Several ideas and issues have stirred my conscience recently. I have felt God moving me to use the writing gift He gave me to “admonish and build up(I Th. 5:11)” my brothers and sisters in Christ. Whatever I write, I strive to write with love and humility and without judgement or condemnation. For the next few months, I hope to publish a blog each week dealing with an issue that is close to my heart.
I’ll start with this question: Is your church safe?
A statement has been floating around our church lately.
“The church should be a safe place for our children.”
While I agree, this idea raises two questions:
- How are we making the church safe?
The Bible is clear that we must take care when creating rules. When Jesus spoke against the Pharisees’ way of life, He nearly always mentioned their extra rules they had placed on the people(Matt 9:10-13; 12:1-13; 15:1-11; etc.). This doesn’t mean that rules are wrong, indeed they are necessary in the home when raising children!
However, if we are making the church safe by severely limiting our children’s interaction with those outside of it, or teaching them that only our way of practicing Biblical principles is correct, we, like Pharisees, are in danger of trusting our rules to keep them safe, rather than Jesus. If we don’t trust Jesus with our children, why do we follow Him at all?
- If our church is safe for our children, is it safe for anyone else?
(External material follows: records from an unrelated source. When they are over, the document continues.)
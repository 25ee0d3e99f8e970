use crate::events::{ChangeFilter, Subscription};

/// Access to the backend's row-level change feed.
pub trait ChangeNotifications: Send + Sync {
    /// Opens a subscription that only yields events matching `filter`. Dropping the subscription closes it.
    fn subscribe(&self, filter: ChangeFilter) -> Subscription;
}
use std::{
    fmt::Display,
    ops::{Add, Sub},
    str::FromStr,
};

use serde::{Deserialize, Serialize};
use sqlx::Type;
use thiserror::Error;

use crate::op;

const SCALE: i64 = 1_000;

//--------------------------------------       Quantity      ---------------------------------------------------------
/// A stock or recipe quantity, held as thousandths of a unit (grams for kg, ml for litres, ...).
#[derive(Debug, Clone, Copy, Default, Type, PartialEq, Eq, Ord, PartialOrd, Hash, Serialize, Deserialize)]
#[sqlx(transparent)]
pub struct Quantity(i64);

op!(binary Quantity, Add, add);
op!(binary Quantity, Sub, sub);

#[derive(Debug, Clone, Error)]
#[error("Invalid quantity: {0}")]
pub struct QuantityParseError(String);

impl Quantity {
    pub fn from_milli(milli: i64) -> Self {
        Self(milli)
    }

    pub fn from_units(units: i64) -> Self {
        Self(units * SCALE)
    }

    pub fn milli(&self) -> i64 {
        self.0
    }

    pub fn is_negative(&self) -> bool {
        self.0 < 0
    }
}

impl Display for Quantity {
    fn fmt(&self, f: &mut std::fmt::Formatter<'_>) -> std::fmt::Result {
        let sign = if self.0 < 0 { "-" } else { "" };
        let abs = self.0.unsigned_abs();
        let whole = abs / SCALE as u64;
        let frac = abs % SCALE as u64;
        if frac == 0 {
            write!(f, "{sign}{whole}")
        } else {
            let frac = format!("{frac:03}");
            write!(f, "{sign}{whole}.{}", frac.trim_end_matches('0'))
        }
    }
}

impl FromStr for Quantity {
    type Err = QuantityParseError;

    fn from_str(s: &str) -> Result<Self, Self::Err> {
        let s = s.trim();
        let (negative, digits) = match s.strip_prefix('-') {
            Some(rest) => (true, rest),
            None => (false, s),
        };
        let (whole, frac) = digits.split_once('.').unwrap_or((digits, ""));
        let valid = !whole.is_empty() &&
            frac.len() <= 3 &&
            whole.chars().all(|c| c.is_ascii_digit()) &&
            frac.chars().all(|c| c.is_ascii_digit());
        if !valid {
            return Err(QuantityParseError(s.to_string()));
        }
        let whole = whole.parse::<i64>().map_err(|e| QuantityParseError(format!("{s}: {e}")))?;
        let frac = format!("{frac:0<3}").parse::<i64>().map_err(|e| QuantityParseError(format!("{s}: {e}")))?;
        let milli = whole
            .checked_mul(SCALE)
            .and_then(|v| v.checked_add(frac))
            .ok_or_else(|| QuantityParseError(format!("{s} is out of range")))?;
        Ok(Self(if negative { -milli } else { milli }))
    }
}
Our first calling as a church is to bring glory to God. Within that, we are to foster a deep, sacrificial love for those stumbling in darkness around us. Not so long ago, we were one of them. Under that, we’re called to care for our families.
Our fleshly nature sees putting family first as natural. We love them the most, so if we chose our own way, we would sacrifice the world in order to save our children. We would make sure our church was very safe for our families, possibly at the expense of making it unsafe for other desperate people.
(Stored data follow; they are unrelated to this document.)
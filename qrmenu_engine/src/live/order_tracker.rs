//! The customer's live order tracker
//!
//! A tracker follows exactly one order. It fetches the order and the restaurant's branding once, then subscribes to
//! updates on that order id and replaces its view with each update's payload. Nothing is re-fetched unless the
//! subscription lagged.
//!
//! Once the order reaches a terminal status the tracker clears the active-order pointer (if it still points at this
//! order) and stops. To follow a different order, stop this tracker and start another one.
use std::sync::Arc;

use log::*;
use serde::Serialize;
use tokio::{sync::watch, task::JoinHandle};

use crate::{
    db::traits::{ChangeNotifications, OrderManagement, RestaurantManagement},
    db_types::{Order, OrderId, OrderStatusType, PublicBranding},
    events::{ChangeFilter, ChangeKind, Notification, Subscription, Table},
    lifecycle::{progress, terminal_message, ProgressStep},
    live::ActiveOrderStore,
};

/// An order as the customer sees it
#[derive(Debug, Clone, PartialEq, Serialize)]
pub struct TrackedOrder {
    pub order: Order,
    /// `None` for cancelled orders, which show the terminal message instead
    pub progress: Option<Vec<ProgressStep>>,
    pub is_terminal: bool,
    pub terminal_message: Option<String>,
}

impl From<Order> for TrackedOrder {
    fn from(order: Order) -> Self {
        let status = order.status;
        Self {
            order,
            progress: progress(status),
            is_terminal: status.is_terminal(),
            terminal_message: terminal_message(status).map(String::from),
        }
    }
}

#[derive(Debug, Clone, PartialEq, Serialize)]
#[serde(tag = "state", rename_all = "snake_case")]
pub enum TrackerView {
    Loading,
    NotFound,
    Tracking(TrackedOrder),
}

impl TrackerView {
    pub fn order(&self) -> Option<&Order> {
        match self {
            TrackerView::Tracking(t) => Some(&t.order),
            _ => None,
        }
    }

    pub fn is_terminal(&self) -> bool {
        match self {
            TrackerView::Tracking(t) => t.is_terminal,
            TrackerView::NotFound => true,
            TrackerView::Loading => false,
        }
    }
}

impl From<Option<Order>> for TrackerView {
    fn from(order: Option<Order>) -> Self {
        order.map(|o| TrackerView::Tracking(o.into())).unwrap_or(TrackerView::NotFound)
    }
}

#[derive(Debug, Clone, PartialEq, Serialize)]
pub struct TrackerState {
    pub order_id: OrderId,
    pub view: TrackerView,
    pub branding: Option<PublicBranding>,
    pub last_error: Option<String>,
}

impl TrackerState {
    fn new(order_id: OrderId) -> Self {
        Self { order_id, view: TrackerView::Loading, branding: None, last_error: None }
    }

    pub fn status(&self) -> Option<OrderStatusType> {
        self.view.order().map(|o| o.status)
    }

    /// Replaces the view with `order`, unless the view already holds a newer version of it. Returns whether the view
    /// changed.
    fn apply(&mut self, order: Order) -> bool {
        if matches!(self.view.order(), Some(current) if current.updated_at > order.updated_at) {
            return false;
        }
        self.view = TrackerView::Tracking(order.into());
        self.last_error = None;
        true
    }
}

pub struct OrderTracker<B> {
    db: B,
    order_id: OrderId,
    active_order: Option<Arc<dyn ActiveOrderStore>>,
}

impl<B> OrderTracker<B>
where B: OrderManagement + RestaurantManagement + ChangeNotifications + Clone + 'static
{
    pub fn new(db: B, order_id: OrderId) -> Self {
        Self { db, order_id, active_order: None }
    }

    /// The pointer to clear once the order is finished
    pub fn with_active_order(mut self, store: Arc<dyn ActiveOrderStore>) -> Self {
        self.active_order = Some(store);
        self
    }

    pub fn start(self) -> TrackerHandle {
        let filter =
            ChangeFilter::table(Table::Orders).with_kind(ChangeKind::Update).for_order(self.order_id.clone());
        let subscription = self.db.subscribe(filter);
        let order_id = self.order_id.clone();
        let (sender, receiver) = watch::channel(TrackerState::new(order_id.clone()));
        let task = tokio::spawn(self.run(subscription, sender));
        debug!("🛵 Tracking order {order_id}");
        TrackerHandle { order_id, receiver, task }
    }

    async fn run(self, mut subscription: Subscription, sender: watch::Sender<TrackerState>) {
        let mut state = TrackerState::new(self.order_id.clone());
        self.fetch_order(&mut state).await;
        if matches!(state.view, TrackerView::NotFound) {
            sender.send_replace(state);
            info!("🛵 Order {} does not exist. Nothing to track", self.order_id);
            return;
        }
        self.fetch_branding(&mut state).await;
        sender.send_replace(state.clone());
        if self.finish_if_terminal(&state) {
            return;
        }
        while let Some(notification) = subscription.next().await {
            match notification {
                Notification::Change(event) => match event.updated_order() {
                    Some(order) => self.apply(&mut state, order),
                    None => continue,
                },
                Notification::Lagged(n) => {
                    debug!("🛵 Missed {n} notifications while tracking {}. Re-fetching", self.order_id);
                    self.fetch_order(&mut state).await;
                },
            }
            if state.branding.is_none() {
                self.fetch_branding(&mut state).await;
            }
            sender.send_replace(state.clone());
            if self.finish_if_terminal(&state) {
                return;
            }
        }
        debug!("🛵 Change feed closed. Tracker for {} has stopped", self.order_id);
    }

    async fn fetch_order(&self, state: &mut TrackerState) {
        match self.db.fetch_order(&self.order_id).await {
            Ok(Some(order)) => {
                state.view = TrackerView::Tracking(order.into());
                state.last_error = None;
            },
            Ok(None) => state.view = TrackerView::NotFound,
            Err(e) => {
                warn!("🛵 Could not fetch order {}. {e}", self.order_id);
                state.last_error = Some(e.to_string());
            },
        }
    }

    async fn fetch_branding(&self, state: &mut TrackerState) {
        let Some(restaurant_id) = state.view.order().map(|o| o.restaurant_id) else {
            return;
        };
        match self.db.fetch_restaurant(restaurant_id).await {
            Ok(restaurant) => state.branding = restaurant.as_ref().map(PublicBranding::from),
            Err(e) => warn!("🛵 Could not fetch branding for restaurant {restaurant_id}. {e}"),
        }
    }

    fn apply(&self, state: &mut TrackerState, order: &Order) {
        if state.apply(order.clone()) {
            trace!("🛵 Order {} is now {}", self.order_id, order.status);
        } else {
            trace!("🛵 Ignoring an out-of-date update to {}", self.order_id);
        }
    }

    fn finish_if_terminal(&self, state: &TrackerState) -> bool {
        if !state.view.is_terminal() {
            return false;
        }
        if let Some(store) = &self.active_order {
            if store.clear_if(&self.order_id) {
                debug!("🛵 Order {} is finished. Active order cleared", self.order_id);
            }
        }
        info!("🛵 Order {} is finished. Tracker stopped", self.order_id);
        true
    }
}

/// Owns a running tracker. Dropping the handle stops it.
pub struct TrackerHandle {
    order_id: OrderId,
    receiver: watch::Receiver<TrackerState>,
    task: JoinHandle<()>,
}

impl TrackerHandle {
    pub fn order_id(&self) -> &OrderId {
        &self.order_id
    }

    pub fn snapshot(&self) -> TrackerState {
        self.receiver.borrow().clone()
    }

    /// Waits for the next snapshot. Returns `None` once the tracker has stopped and the last snapshot was seen.
    pub async fn changed(&mut self) -> Option<TrackerState> {
        self.receiver.changed().await.ok()?;
        Some(self.receiver.borrow_and_update().clone())
    }

    /// Waits until a snapshot satisfies `predicate`. Returns `None` if the tracker stops first.
    pub async fn wait_for<F>(&mut self, predicate: F) -> Option<TrackerState>
    where F: FnMut(&TrackerState) -> bool {
        self.receiver.wait_for(predicate).await.ok().map(|s| s.clone())
    }

    pub fn is_running(&self) -> bool {
        !self.task.is_finished()
    }

    pub fn stop(self) {
        drop(self)
    }
}

impl Drop for TrackerHandle {
    fn drop(&mut self) {
        self.task.abort();
        trace!("🛵 Tracker for {} dropped", self.order_id);
    }
}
This surely makes God weep, for He did the opposite. He sent His only Son to a very unsafe world, allowed Him to be tempted to the extreme, then killed by the ones He came to save.
When we make our church safe for us and our children first, we have no way to welcome the poor and needy around us. They may visit a few times, but how could they hope to find a home among us? Each denomination has its own traditions, but we as conservative Amish Mennonites have grown up within this rigid structure of plain, hand sewn dresses, head coverings, altered suit coats, and many other expectations. Unlike Jesus, who dressed as a peasant because He was one, we make anyone else stand out when they step inside our church. And we stand out whenever we go anywhere else.
Do you agree or disagree? I would love to hear your thoughts.